Apple è oltre la mediana dei produttori di computer tradizionali. Quando sperimenta lo fa con la convinzione che i suoi prodotti aprano nuove categorie. E questa del nuovo MacBook forse è quella più da capire ma che arriva anche più lontano: dall’altro lato c’è infatti l’iPad, e la potenza dei processori o la mancanza di porte di connessione li rende praticamente identici ma con due standard, due sistemi operativi e due modalità di input diverse.

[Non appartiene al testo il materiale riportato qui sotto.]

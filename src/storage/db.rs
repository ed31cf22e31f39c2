use std::{
    path::Path,
    sync::{Mutex, MutexGuard},
    time::Duration,
};

use anyhow::anyhow;
use log::debug;
use rusqlite::{Connection, OptionalExtension, params};

use crate::{
    domain::track::{Track, TrackAttrs, TrackId},
    storage::{
        TrackStore,
        error::StoreError,
        schema::{self, columns::*, tables::*},
    },
};

/// Tracks stored in a SQLite table.
///
/// The connection is shared by all request threads behind a mutex;
/// every operation is a single statement, so no explicit transactions
/// are needed.
pub struct SqliteStore {
    db: Mutex<Connection>,
}

impl SqliteStore {
    /// Opens the database file at `path` and initializes the schema
    pub fn open(path: &Path, busy_timeout: Duration) -> Result<Self, StoreError> {
        debug!("opening track database at {}", path.to_string_lossy());
        let db = Connection::open(path)?;
        db.busy_timeout(busy_timeout)?;
        Self::from_existing_conn(db)
    }

    pub fn from_existing_conn(db: Connection) -> Result<Self, StoreError> {
        schema::init(&db)?;
        Ok(Self { db: Mutex::new(db) })
    }

    fn db(&self) -> Result<MutexGuard<'_, Connection>, StoreError> {
        self.db.lock().map_err(|e| {
            StoreError::Internal(anyhow!("could not access track database under lock: {e}"))
        })
    }
}

impl TrackStore for SqliteStore {
    fn create(&self, attrs: TrackAttrs) -> Result<Track, StoreError> {
        let id = self.db()?.query_row(
            &format!("INSERT INTO {TRACKS} ({TITLE}) VALUES (?1) RETURNING {ID}"),
            params![attrs.title],
            |row| row.get(0),
        )?;
        Ok(Track::new(TrackId(id), attrs))
    }

    fn get(&self, id: TrackId) -> Result<Track, StoreError> {
        self.db()?
            .query_row(
                &format!("SELECT {ID}, {TITLE} FROM {TRACKS} WHERE {ID} = ?1"),
                params![id.0],
                |row| {
                    Ok(Track {
                        id: TrackId(row.get(0)?),
                        title: row.get(1)?,
                    })
                },
            )
            .optional()?
            .ok_or(StoreError::TrackNotFound(id))
    }

    fn list(&self) -> Result<Vec<Track>, StoreError> {
        let db = self.db()?;
        let mut stmt = db.prepare(&format!(
            "SELECT {ID}, {TITLE} FROM {TRACKS} ORDER BY {ID}"
        ))?;

        let tracks = stmt
            .query_map([], |row| {
                Ok(Track {
                    id: TrackId(row.get(0)?),
                    title: row.get(1)?,
                })
            })?
            .collect::<Result<Vec<_>, _>>()?;
        Ok(tracks)
    }

    fn delete(&self, id: TrackId) -> Result<(), StoreError> {
        let deleted = self.db()?.execute(
            &format!("DELETE FROM {TRACKS} WHERE {ID} = ?1"),
            params![id.0],
        )?;

        if deleted == 0 {
            return Err(StoreError::TrackNotFound(id));
        }
        Ok(())
    }
}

Apple ha tagliato via tutto quello che poteva: nuova lavorazione estrema dell’idea di Unibody che fu lanciata proprio nel 2007 con il primo MacBook Air (e non fu capita all’epoca). Nuovo design “terrazzato” delle batterie, per sfruttare qualsiasi spazio (+30%). Miniaturizzazione spinta alla morte della scheda madre (–67%) per avere il massimo della riduzione degli ingombri. Un’unica porta, USB-C (standard nuovo, con elevate prestazioni, capace di portare energia, dati e segnali video) che apre la via a una pletora di adattatori (li troviamo già su Apple Store online) sulla falsariga di quelli disponibili per iPad: connettori con cui collegare a una USB normale, a una VGA, Displayport o a una HDMI utilizzando la stessa, unica porta anche per la carica del portatile. E chissà come sarà il trasformatore: si spera molto più piccolo del già piccolo attuale trasformatore di MacBook Air.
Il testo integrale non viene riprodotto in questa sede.